> _Required work_: Only the lines that contain the string "EmptyMessageName" belong in the answer; pull them from the records.

◆ ◆ ◆

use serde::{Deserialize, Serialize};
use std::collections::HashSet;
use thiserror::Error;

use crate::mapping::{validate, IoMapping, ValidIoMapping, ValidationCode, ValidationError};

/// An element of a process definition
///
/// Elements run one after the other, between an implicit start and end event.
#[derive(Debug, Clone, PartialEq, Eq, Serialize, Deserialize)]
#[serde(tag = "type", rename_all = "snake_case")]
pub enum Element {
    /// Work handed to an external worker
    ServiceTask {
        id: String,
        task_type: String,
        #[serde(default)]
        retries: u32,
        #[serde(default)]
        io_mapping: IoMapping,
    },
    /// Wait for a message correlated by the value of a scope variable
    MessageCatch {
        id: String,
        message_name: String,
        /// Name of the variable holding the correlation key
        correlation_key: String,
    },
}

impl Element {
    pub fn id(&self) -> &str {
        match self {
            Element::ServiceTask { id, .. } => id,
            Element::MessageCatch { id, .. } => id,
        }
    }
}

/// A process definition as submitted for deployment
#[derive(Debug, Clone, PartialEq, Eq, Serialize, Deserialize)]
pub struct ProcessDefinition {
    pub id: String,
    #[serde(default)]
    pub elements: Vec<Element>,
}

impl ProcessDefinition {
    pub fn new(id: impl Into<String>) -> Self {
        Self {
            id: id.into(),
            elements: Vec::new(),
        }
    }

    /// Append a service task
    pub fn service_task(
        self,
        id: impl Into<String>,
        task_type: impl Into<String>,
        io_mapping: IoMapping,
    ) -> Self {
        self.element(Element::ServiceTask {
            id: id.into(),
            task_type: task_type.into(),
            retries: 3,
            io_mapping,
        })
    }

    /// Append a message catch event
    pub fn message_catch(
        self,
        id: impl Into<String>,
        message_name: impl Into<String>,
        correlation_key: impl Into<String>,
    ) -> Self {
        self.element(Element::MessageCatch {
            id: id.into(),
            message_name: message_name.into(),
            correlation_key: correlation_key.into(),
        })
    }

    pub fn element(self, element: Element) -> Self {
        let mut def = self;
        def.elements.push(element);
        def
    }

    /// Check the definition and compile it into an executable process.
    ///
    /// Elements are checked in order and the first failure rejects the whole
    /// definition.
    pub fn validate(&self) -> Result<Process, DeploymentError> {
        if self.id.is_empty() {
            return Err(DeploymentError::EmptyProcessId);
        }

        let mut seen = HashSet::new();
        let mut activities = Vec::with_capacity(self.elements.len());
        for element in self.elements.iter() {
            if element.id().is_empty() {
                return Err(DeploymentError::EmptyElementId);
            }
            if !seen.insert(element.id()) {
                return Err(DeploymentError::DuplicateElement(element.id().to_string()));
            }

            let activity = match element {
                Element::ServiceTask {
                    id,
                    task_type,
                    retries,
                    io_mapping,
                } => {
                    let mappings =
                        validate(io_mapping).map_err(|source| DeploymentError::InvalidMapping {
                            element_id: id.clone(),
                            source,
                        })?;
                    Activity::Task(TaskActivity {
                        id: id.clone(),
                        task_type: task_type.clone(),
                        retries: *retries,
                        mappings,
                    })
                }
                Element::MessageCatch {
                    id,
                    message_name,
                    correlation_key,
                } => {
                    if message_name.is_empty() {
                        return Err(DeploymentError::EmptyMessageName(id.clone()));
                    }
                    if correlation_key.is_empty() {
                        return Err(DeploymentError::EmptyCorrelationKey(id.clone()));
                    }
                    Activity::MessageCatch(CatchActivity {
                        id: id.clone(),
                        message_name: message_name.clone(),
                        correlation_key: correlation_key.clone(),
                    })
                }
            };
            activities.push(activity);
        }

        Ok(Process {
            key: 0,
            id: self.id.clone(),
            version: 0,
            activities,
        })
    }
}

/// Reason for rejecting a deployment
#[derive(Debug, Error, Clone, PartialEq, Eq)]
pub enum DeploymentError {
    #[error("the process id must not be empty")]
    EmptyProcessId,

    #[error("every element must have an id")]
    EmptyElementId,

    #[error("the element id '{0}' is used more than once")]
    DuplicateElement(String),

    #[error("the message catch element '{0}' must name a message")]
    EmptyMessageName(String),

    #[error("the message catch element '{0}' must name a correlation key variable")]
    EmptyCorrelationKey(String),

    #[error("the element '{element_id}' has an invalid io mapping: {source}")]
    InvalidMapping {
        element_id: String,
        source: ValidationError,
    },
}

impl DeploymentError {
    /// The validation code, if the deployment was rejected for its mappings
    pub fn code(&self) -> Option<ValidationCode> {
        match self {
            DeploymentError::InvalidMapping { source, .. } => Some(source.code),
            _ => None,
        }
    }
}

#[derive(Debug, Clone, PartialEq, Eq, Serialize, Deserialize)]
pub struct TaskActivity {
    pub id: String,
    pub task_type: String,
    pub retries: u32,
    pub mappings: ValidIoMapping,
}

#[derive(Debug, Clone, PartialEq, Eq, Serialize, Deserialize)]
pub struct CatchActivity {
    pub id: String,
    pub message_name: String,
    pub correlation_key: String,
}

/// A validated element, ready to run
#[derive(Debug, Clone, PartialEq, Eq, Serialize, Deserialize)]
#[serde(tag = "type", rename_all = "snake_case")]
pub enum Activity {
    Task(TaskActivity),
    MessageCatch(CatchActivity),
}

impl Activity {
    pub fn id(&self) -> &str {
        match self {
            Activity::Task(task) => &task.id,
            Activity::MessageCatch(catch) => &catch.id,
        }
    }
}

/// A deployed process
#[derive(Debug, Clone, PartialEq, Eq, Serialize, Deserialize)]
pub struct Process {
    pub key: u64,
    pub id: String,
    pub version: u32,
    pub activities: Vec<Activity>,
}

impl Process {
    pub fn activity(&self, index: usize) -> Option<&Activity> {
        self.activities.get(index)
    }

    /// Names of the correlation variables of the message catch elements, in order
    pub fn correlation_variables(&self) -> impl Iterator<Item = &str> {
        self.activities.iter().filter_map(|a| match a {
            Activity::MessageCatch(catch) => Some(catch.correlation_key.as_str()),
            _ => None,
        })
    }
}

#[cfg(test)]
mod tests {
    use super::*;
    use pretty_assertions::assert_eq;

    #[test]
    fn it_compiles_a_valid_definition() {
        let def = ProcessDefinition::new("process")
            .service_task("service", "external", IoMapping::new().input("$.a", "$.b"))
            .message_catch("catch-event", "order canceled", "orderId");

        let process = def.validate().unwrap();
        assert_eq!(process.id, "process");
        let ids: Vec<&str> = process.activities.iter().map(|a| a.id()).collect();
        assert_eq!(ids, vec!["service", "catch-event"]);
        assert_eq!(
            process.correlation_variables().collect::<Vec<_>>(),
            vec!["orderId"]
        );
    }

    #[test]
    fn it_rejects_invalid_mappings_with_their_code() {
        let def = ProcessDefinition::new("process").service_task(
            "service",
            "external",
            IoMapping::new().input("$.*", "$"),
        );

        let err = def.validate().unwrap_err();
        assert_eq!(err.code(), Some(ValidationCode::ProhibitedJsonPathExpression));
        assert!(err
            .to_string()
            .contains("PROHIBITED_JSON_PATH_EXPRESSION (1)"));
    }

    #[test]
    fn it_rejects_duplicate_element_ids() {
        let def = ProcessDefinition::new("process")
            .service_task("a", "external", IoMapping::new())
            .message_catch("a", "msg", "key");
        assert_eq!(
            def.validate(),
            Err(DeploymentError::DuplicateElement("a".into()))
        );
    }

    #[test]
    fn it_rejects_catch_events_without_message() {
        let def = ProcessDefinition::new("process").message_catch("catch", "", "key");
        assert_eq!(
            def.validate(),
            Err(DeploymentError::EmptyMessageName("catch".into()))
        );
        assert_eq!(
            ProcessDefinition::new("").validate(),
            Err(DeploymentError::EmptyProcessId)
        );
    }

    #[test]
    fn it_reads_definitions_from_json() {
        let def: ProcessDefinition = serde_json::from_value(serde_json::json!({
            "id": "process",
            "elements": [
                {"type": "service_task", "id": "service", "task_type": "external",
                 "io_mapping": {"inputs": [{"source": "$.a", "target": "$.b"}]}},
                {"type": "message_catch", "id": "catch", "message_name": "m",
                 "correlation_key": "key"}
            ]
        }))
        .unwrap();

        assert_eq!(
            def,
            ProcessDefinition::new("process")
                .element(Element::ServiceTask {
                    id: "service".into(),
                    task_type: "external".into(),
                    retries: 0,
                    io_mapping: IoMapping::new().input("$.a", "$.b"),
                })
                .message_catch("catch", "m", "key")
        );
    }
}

◆ ◆ ◆

> _Solution below_:
                        return Err(DeploymentError::EmptyMessageName(id.clone()));
    EmptyMessageName(String),
            Err(DeploymentError::EmptyMessageName("catch".into()))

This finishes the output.